Je suis perdue entre le fait que je suis pas la personne qu'ils aimeraient que je sois mais je ne suis pas non plus celle que j'aimerais être. Je déçois tous.
Les voir me fait me sentir comme un imposteur - je sais très bien que je joue un rôle au quotidien - mais loin d'eux j'arrive à me convaincre que c'est suffisant. Et je les voit, et tout s'écroule et je me rend compte du fossé qu'il y a . Entre eux et moi, entre moi et mes amis, entre qui j'aimerais être et qui je suis.
Et l'illusion est perdue et je me retrouve de nouveau dans les limbes de mon identité.
Je les méprise en un sens. De m'avoir fait si différente de ce que j'aimerais être. De m'avoir donné tous ces défauts dont je peine à me débarrasser. J'en ai marre d'être arrogante, lâche, j'en ai marre de douter perpétuellement. J'en ai marre d'avoir si peu confiance en qui je suis et j'en ai marre d'être si bas de gamme. D'être si gauche - si gourde. Gros poisson dans une petite marre. J'en ai marre de me saboter, de pas avoir envie d'aller bien. J'en ai marre du baby-sitting constant que je nécessite.
J'en ai marre de ressentir de la honte. Je me fais toujours niquer - sans mauvais jeu de mot. J'en ai marre de voir à quel point je ressors perdue de cette enfance partagée et de voir toutes tentatives de m'en sortir anéanties tout en voyant à quel point mon frère lui s'en sort. Et a quel point il fait tous les bons choix à leurs yeux aussi. Ca me montre que je me mens à moi-même en pensant que m'en sortir c'est leur tourner le dos - puisque lui y arrive très bien tout en restant l'image parfaite qu'ils ont de lui.
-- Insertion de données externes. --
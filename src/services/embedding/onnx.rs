use std::path::{Path, PathBuf};
use std::sync::{Arc, Mutex};

use async_trait::async_trait;
use ort::session::{Session, builder::GraphOptimizationLevel};
use ort::value::Tensor;
use tokenizers::Tokenizer;
use tokenizers::{PaddingParams, PaddingStrategy, TruncationParams, TruncationStrategy};

use super::{Embedder, normalize};
use crate::error::{EmbeddingError, ModelError};
use crate::models::EmbeddingConfig;

/// Sentence-transformer exported to ONNX, run in-process.
pub struct EmbeddingModel {
    session: Mutex<Session>,
    tokenizer: Tokenizer,
    uses_token_type_ids: bool,
}

pub type SharedEmbeddingModel = Arc<EmbeddingModel>;

/// Locate the ONNX graph inside a model directory.
fn find_model_file(model_dir: &Path) -> Option<PathBuf> {
    [
        model_dir.join("model.onnx"),
        model_dir.join("onnx").join("model.onnx"),
    ]
    .into_iter()
    .find(|p| p.exists())
}

impl EmbeddingModel {
    pub fn load(config: &EmbeddingConfig, model_dir: &Path) -> Result<Self, ModelError> {
        let model_path = find_model_file(model_dir).ok_or_else(|| {
            ModelError::NotFound(format!("no model.onnx under {}", model_dir.display()))
        })?;
        let tokenizer_path = model_dir.join("tokenizer.json");
        let max_tokens = config.max_tokens as usize;

        if !tokenizer_path.exists() {
            return Err(ModelError::NotFound(format!(
                "tokenizer not found: {}",
                tokenizer_path.display()
            )));
        }

        let session = Session::builder()
            .map_err(|e: ort::Error| ModelError::LoadError(e.to_string()))?
            .with_optimization_level(GraphOptimizationLevel::Level3)
            .map_err(|e: ort::Error| ModelError::LoadError(e.to_string()))?
            .with_intra_threads(num_cpus())
            .map_err(|e: ort::Error| ModelError::LoadError(e.to_string()))?
            .commit_from_file(&model_path)
            .map_err(|e: ort::Error| ModelError::LoadError(e.to_string()))?;

        let uses_token_type_ids = session
            .inputs
            .iter()
            .any(|input| input.name == "token_type_ids");

        let mut tokenizer = Tokenizer::from_file(&tokenizer_path)
            .map_err(|e| ModelError::TokenizerError(e.to_string()))?;

        // Chunks can exceed the model's context; truncate instead of failing
        tokenizer
            .with_truncation(Some(TruncationParams {
                max_length: max_tokens,
                strategy: TruncationStrategy::LongestFirst,
                ..Default::default()
            }))
            .map_err(|e| ModelError::TokenizerError(e.to_string()))?;

        tokenizer.with_padding(Some(PaddingParams {
            strategy: PaddingStrategy::BatchLongest,
            ..Default::default()
        }));

        tracing::info!("Loaded ONNX embedding model from {}", model_path.display());

        Ok(Self {
            session: Mutex::new(session),
            tokenizer,
            uses_token_type_ids,
        })
    }

    /// Mean-pooled, L2-normalized sentence embeddings.
    pub fn embed(&self, texts: &[String]) -> Result<Vec<Vec<f32>>, ModelError> {
        if texts.is_empty() {
            return Ok(Vec::new());
        }

        let encodings = self
            .tokenizer
            .encode_batch(texts.to_vec(), true)
            .map_err(|e| ModelError::TokenizerError(e.to_string()))?;

        let max_len = encodings
            .iter()
            .map(|e| e.get_ids().len())
            .max()
            .unwrap_or(0);
        let batch_size = encodings.len();

        let mut input_ids = vec![0i64; batch_size * max_len];
        let mut attention_mask = vec![0i64; batch_size * max_len];
        let mut token_type_ids = vec![0i64; batch_size * max_len];

        for (i, encoding) in encodings.iter().enumerate() {
            let ids = encoding.get_ids();
            let mask = encoding.get_attention_mask();
            let types = encoding.get_type_ids();
            for (j, (&id, &m)) in ids.iter().zip(mask.iter()).enumerate() {
                input_ids[i * max_len + j] = id as i64;
                attention_mask[i * max_len + j] = m as i64;
                token_type_ids[i * max_len + j] = types.get(j).copied().unwrap_or(0) as i64;
            }
        }

        let input_ids_tensor = Tensor::from_array(([batch_size, max_len], input_ids))
            .map_err(|e: ort::Error| ModelError::InferenceError(e.to_string()))?;
        let attention_mask_tensor =
            Tensor::from_array(([batch_size, max_len], attention_mask.clone()))
                .map_err(|e: ort::Error| ModelError::InferenceError(e.to_string()))?;

        let mut session = self
            .session
            .lock()
            .map_err(|_| ModelError::InferenceError("session lock poisoned".to_string()))?;

        let outputs = if self.uses_token_type_ids {
            let token_type_ids_tensor = Tensor::from_array(([batch_size, max_len], token_type_ids))
                .map_err(|e: ort::Error| ModelError::InferenceError(e.to_string()))?;
            session.run(ort::inputs![
                "input_ids" => input_ids_tensor,
                "attention_mask" => attention_mask_tensor,
                "token_type_ids" => token_type_ids_tensor
            ])
        } else {
            session.run(ort::inputs![
                "input_ids" => input_ids_tensor,
                "attention_mask" => attention_mask_tensor
            ])
        }
        .map_err(|e: ort::Error| ModelError::InferenceError(e.to_string()))?;

        let output_array = outputs[0]
            .try_extract_array::<f32>()
            .map_err(|e: ort::Error| ModelError::InferenceError(e.to_string()))?;

        let shape = output_array.shape().to_vec();

        let embeddings: Vec<Vec<f32>> = match shape.as_slice() {
            // last_hidden_state: [batch, seq, dim]
            [_, seq_len, dim] => (0..batch_size)
                .map(|i| {
                    let mut pooled = vec![0f32; *dim];
                    let mut count = 0f32;
                    for j in 0..*seq_len {
                        if attention_mask[i * max_len + j] == 0 {
                            continue;
                        }
                        count += 1.0;
                        for (d, value) in pooled.iter_mut().enumerate() {
                            *value += output_array[[i, j, d]];
                        }
                    }
                    if count > 0.0 {
                        pooled.iter_mut().for_each(|v| *v /= count);
                    }
                    normalize(&pooled)
                })
                .collect(),
            // sentence_embedding: [batch, dim]
            [_, dim] => (0..batch_size)
                .map(|i| {
                    let embedding: Vec<f32> = (0..*dim).map(|d| output_array[[i, d]]).collect();
                    normalize(&embedding)
                })
                .collect(),
            _ => {
                return Err(ModelError::InferenceError(format!(
                    "unexpected output shape: {:?}",
                    shape
                )));
            }
        };

        Ok(embeddings)
    }
}

fn num_cpus() -> usize {
    std::thread::available_parallelism()
        .map(|n| n.get())
        .unwrap_or(4)
}

/// [`Embedder`] backed by a local ONNX model.
pub struct OnnxEmbedder {
    model: SharedEmbeddingModel,
    model_id: String,
    batch_size: usize,
}

impl OnnxEmbedder {
    pub fn load(config: &EmbeddingConfig, model_dir: &Path) -> Result<Self, ModelError> {
        let model = EmbeddingModel::load(config, model_dir)?;
        Ok(Self {
            model: Arc::new(model),
            model_id: config.model_id.clone(),
            batch_size: config.batch_size.max(1) as usize,
        })
    }

    async fn embed_batch(&self, texts: Vec<String>) -> Result<Vec<Vec<f32>>, EmbeddingError> {
        let model = Arc::clone(&self.model);
        tokio::task::spawn_blocking(move || model.embed(&texts))
            .await
            .map_err(|e| ModelError::InferenceError(e.to_string()))?
            .map_err(EmbeddingError::from)
    }
}

#[async_trait]
impl Embedder for OnnxEmbedder {
    async fn embed_documents(&self, texts: &[String]) -> Result<Vec<Vec<f32>>, EmbeddingError> {
        let mut all_embeddings = Vec::with_capacity(texts.len());

        for batch in texts.chunks(self.batch_size) {
            all_embeddings.extend(self.embed_batch(batch.to_vec()).await?);
        }

        Ok(all_embeddings)
    }

    async fn embed_query(&self, text: &str) -> Result<Vec<f32>, EmbeddingError> {
        self.embed_batch(vec![text.to_string()])
            .await?
            .into_iter()
            .next()
            .ok_or_else(|| EmbeddingError::InvalidResponse("empty embedding output".to_string()))
    }

    fn model_id(&self) -> &str {
        &self.model_id
    }
}

#[cfg(test)]
mod tests {
    use super::*;

    #[test]
    fn test_find_model_file() {
        let dir = tempfile::tempdir().unwrap();
        assert!(find_model_file(dir.path()).is_none());

        std::fs::create_dir(dir.path().join("onnx")).unwrap();
        std::fs::write(dir.path().join("onnx").join("model.onnx"), b"").unwrap();
        assert_eq!(
            find_model_file(dir.path()).unwrap(),
            dir.path().join("onnx").join("model.onnx")
        );

        std::fs::write(dir.path().join("model.onnx"), b"").unwrap();
        assert_eq!(
            find_model_file(dir.path()).unwrap(),
            dir.path().join("model.onnx")
        );
    }

    #[test]
    fn test_missing_tokenizer() {
        let dir = tempfile::tempdir().unwrap();
        std::fs::write(dir.path().join("model.onnx"), b"").unwrap();
        let err = OnnxEmbedder::load(&EmbeddingConfig::default(), dir.path())
            .err()
            .unwrap();
        assert!(matches!(err, ModelError::NotFound(msg) if msg.contains("tokenizer")));
    }
}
Je méprise mon frère pour ça. Je méprise ce que je lui ai fait et ce qu'il m'a fait. Je lui en veux de ne ressentir aucun soucis avec l'intimité. Evidemment j'en sais rien et je ne parle de que ce que je devine. Mais tout de même je lui en veut. Je m'en veut de ne pas oser faire le nécessaire pour passer à autre chose de ça. Je m'en veux d'en avoir parlé à tant de Monde. Sans jamais dire la chose qui fâche - celle qui me gêne le plus. Je me méprise d'avoir pris cette chose dont j'ai si honte et de l'avoir tourné - comme je l'ai fait pour tant d'autres choses- en une occasion de me faire apitoyer et plaindre. De l'avoir transformer en une occasion d'être la victime alors que je suis loin de l'être.
Surtout je me méprise de pas avoir assez de courage pour faire ce que je veux. Que cela veuille dire en finir ou partir loin et cesser tout contact indésirable j'en sais rien - mais je n'en peux plus de voir cette vie se dérouler devant mes yeux quand elle me satisfait si peu.
j'en ai tellement marre d'être moi. Je crois que c'est ça qui m'énerve le plus. Ca y est la vie me plaît mais ce que j'ai a offrir pas du tout.
J'ai tant d'énergie contenue sous ma peau. Elle bourdonne, constamment. Elle me gratte inlassablement et je ne sais qu'en faire. Je recherche toujours une manière de la faire sortir.
Je sais comment le faire et pourtant je ne m'autorise pas à le faire. J'ai l'impression d'être tout le temps observée par un être extérieur - jugée.
Je le sais pourtant c'est moi qui me regarde. Cela va faire 10 ans au moins que je me scrute. Je ne me laisse aucun répits et je dois l'avouer je suis à bout. Même là à l'heure ou j'écris ces mots je ne peux m'empêcher de me les redire. Je ne peux m'empêcher d'imaginer quelqu'un les lire et me juger. Je ne peux m'empêcher de me corriger - pour que ce soit plus poignant, plus fort, pour que cela plaise plus à ce lecteur imaginaire. Même quand je tente de m'exprimer je me bride . Mon ton se doit d'être de telle manière - mes mots ne peuvent pas se répéter. JE penses constamment à ça. Je lutte contre, évidemment. J'essaie du moins. Mais pourtant je continue à faire ces phrases - toute belles - toutes polies - si dénuées de moi-même qu'on ne peut même plus les reconnaître comme miennes. On peut aller jusqu'à dire que ce n'est plus de l'expression.
personne ne va le relire. Ni toi ni moi. Peut-être que si , toi tu les liras. Bien sûr tu seras gênée, bien sûr tu me trouveras ridicule. Alors à quoi bon tenter en vain de séduire ce futur moi? Pourquoi même lui adresser la parole? C'est déjà bien assez dur de vivre ce moment - pourquoi je m'inflige la pensée d'autres?